The first sanatorium at a high altitude, Fujimi Alpine Sanatorium, was opened by MASAKI Fujokyu in 1925. The great therapeutic advantage of fresh air was deeply appreciated along with a supply of nutritious food, rest and constant medical supervision.
Many tuberculous patients including novelists and artists gathered together in such sanatoria in Chigasaki, Kamakura and Boso Peninsula (sea areas), and Karuizawa, Fujimi and Kiyosato (mountain areas). In the course of climatic therapy, new methods such as therapeutic pneumothorax and collapse therapy were introduced. Mass screening using X-rays and Tuberculin actually discovered many latent sufferers among the people. And in Japan, BCG was particularly used as prophylactic measures. However, due to the advent of antibiotics, Streptomycin, in 1944, all those surgical operations and open-air treatment became abruptly extinct.

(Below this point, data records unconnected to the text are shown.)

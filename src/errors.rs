//! Unified error types for the personalization core.
//!
//! Validation problems are not errors here: they are returned as data by
//! [`crate::core::validation`]. The variants below are hard failures of the
//! current operation and are surfaced to the caller verbatim.

use thiserror::Error;

/// All errors produced by the personalization core.
#[derive(Debug, Error)]
pub enum Error {
    /// Configuration file or environment problem
    #[error("Configuration error: {message}")]
    Config {
        /// What went wrong
        message: String,
    },

    /// Underlying store failure
    #[error("Database error: {0}")]
    Database(#[from] sea_orm::DbErr),

    /// Caller supplied an argument that can never succeed
    #[error("Invalid input: {message}")]
    InvalidInput {
        /// Human readable reason
        message: String,
    },

    /// A config, submission, snapshot or setup referenced by id does not exist
    #[error("{entity} not found: {id}")]
    NotFound {
        /// Kind of record that was looked up
        entity: &'static str,
        /// Identifier that was looked up
        id: String,
    },

    /// A write was attempted against a frozen submission
    #[error("Submission {submission_id} is locked and cannot be modified")]
    LockedSubmission {
        /// The locked submission
        submission_id: i64,
    },

    /// The caller edited from an outdated copy of the submission
    #[error(
        "Submission {submission_id} was modified concurrently (expected revision {expected}, found {actual})"
    )]
    StaleRevision {
        /// The contested submission
        submission_id: i64,
        /// Revision the caller based its edit on
        expected: i32,
        /// Revision currently stored
        actual: i32,
    },

    /// A submission is already attached to another cart item
    #[error("Submission {submission_id} is already linked to cart item {cart_item_id}")]
    AlreadyLinked {
        /// The submission being linked
        submission_id: i64,
        /// Cart item it is already attached to
        cart_item_id: String,
    },

    /// Freeze-time revalidation failed; nothing was written
    #[error("Cannot freeze personalization for cart item {cart_item_id}: {}", .errors.join("; "))]
    FreezeIntegrity {
        /// Cart item whose submissions were being frozen
        cart_item_id: String,
        /// Itemized reasons
        errors: Vec<String>,
    },

    /// The active snapshot already belongs to a different order
    #[error("Snapshot for cart item {cart_item_id} was already transferred to booking {booking_id}")]
    SnapshotAlreadyTransferred {
        /// Cart item of the snapshot
        cart_item_id: String,
        /// Booking it was transferred to
        booking_id: String,
    },

    /// The order already names a different production order
    #[error(
        "Snapshot for cart item {cart_item_id} is already attached to production order {production_order_id}"
    )]
    ProductionOrderConflict {
        /// Cart item of the snapshot
        cart_item_id: String,
        /// Production order it is attached to
        production_order_id: String,
    },

    /// A config cannot be hard-deleted while submissions reference it
    #[error("Config {config_id} is referenced by {submissions} submission(s); disable it instead")]
    ConfigInUse {
        /// The config that was targeted
        config_id: i64,
        /// Number of referencing submissions
        submissions: u64,
    },
}

impl Error {
    /// Shorthand for [`Error::NotFound`].
    pub fn not_found(entity: &'static str, id: impl ToString) -> Self {
        Self::NotFound {
            entity,
            id: id.to_string(),
        }
    }

    /// Shorthand for [`Error::InvalidInput`].
    pub fn invalid(message: impl Into<String>) -> Self {
        Self::InvalidInput {
            message: message.into(),
        }
    }
}

/// Convenience `Result` type
pub type Result<T> = std::result::Result<T, Error>;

Paralleling these advances in the scientific treatment of tuberculosis, the disease has long been the focus of folk medicines, many of them bogus. At the same time, many popular books and magazines on treatment were widely circulated purporting that there was no effective remedy for tuberculosis and that there were not enough hospital beds for the patients. Such issues are dealt with at length in this book. National preventive movements, particularly in Japan, and the issues of genetic immunity accoding to places and races are also covered.
My book represents an effort to trace the cultural history of tuberculosis, particularly in modern Japan, and as such I believe it may represent an initial attempt to pry open a hither-to neglected dimension of modern Japanese history. In general, as can be seen in similar studies of the (still short) cultural history of AIDS, this is an area of study whose possibilities are just now being explored.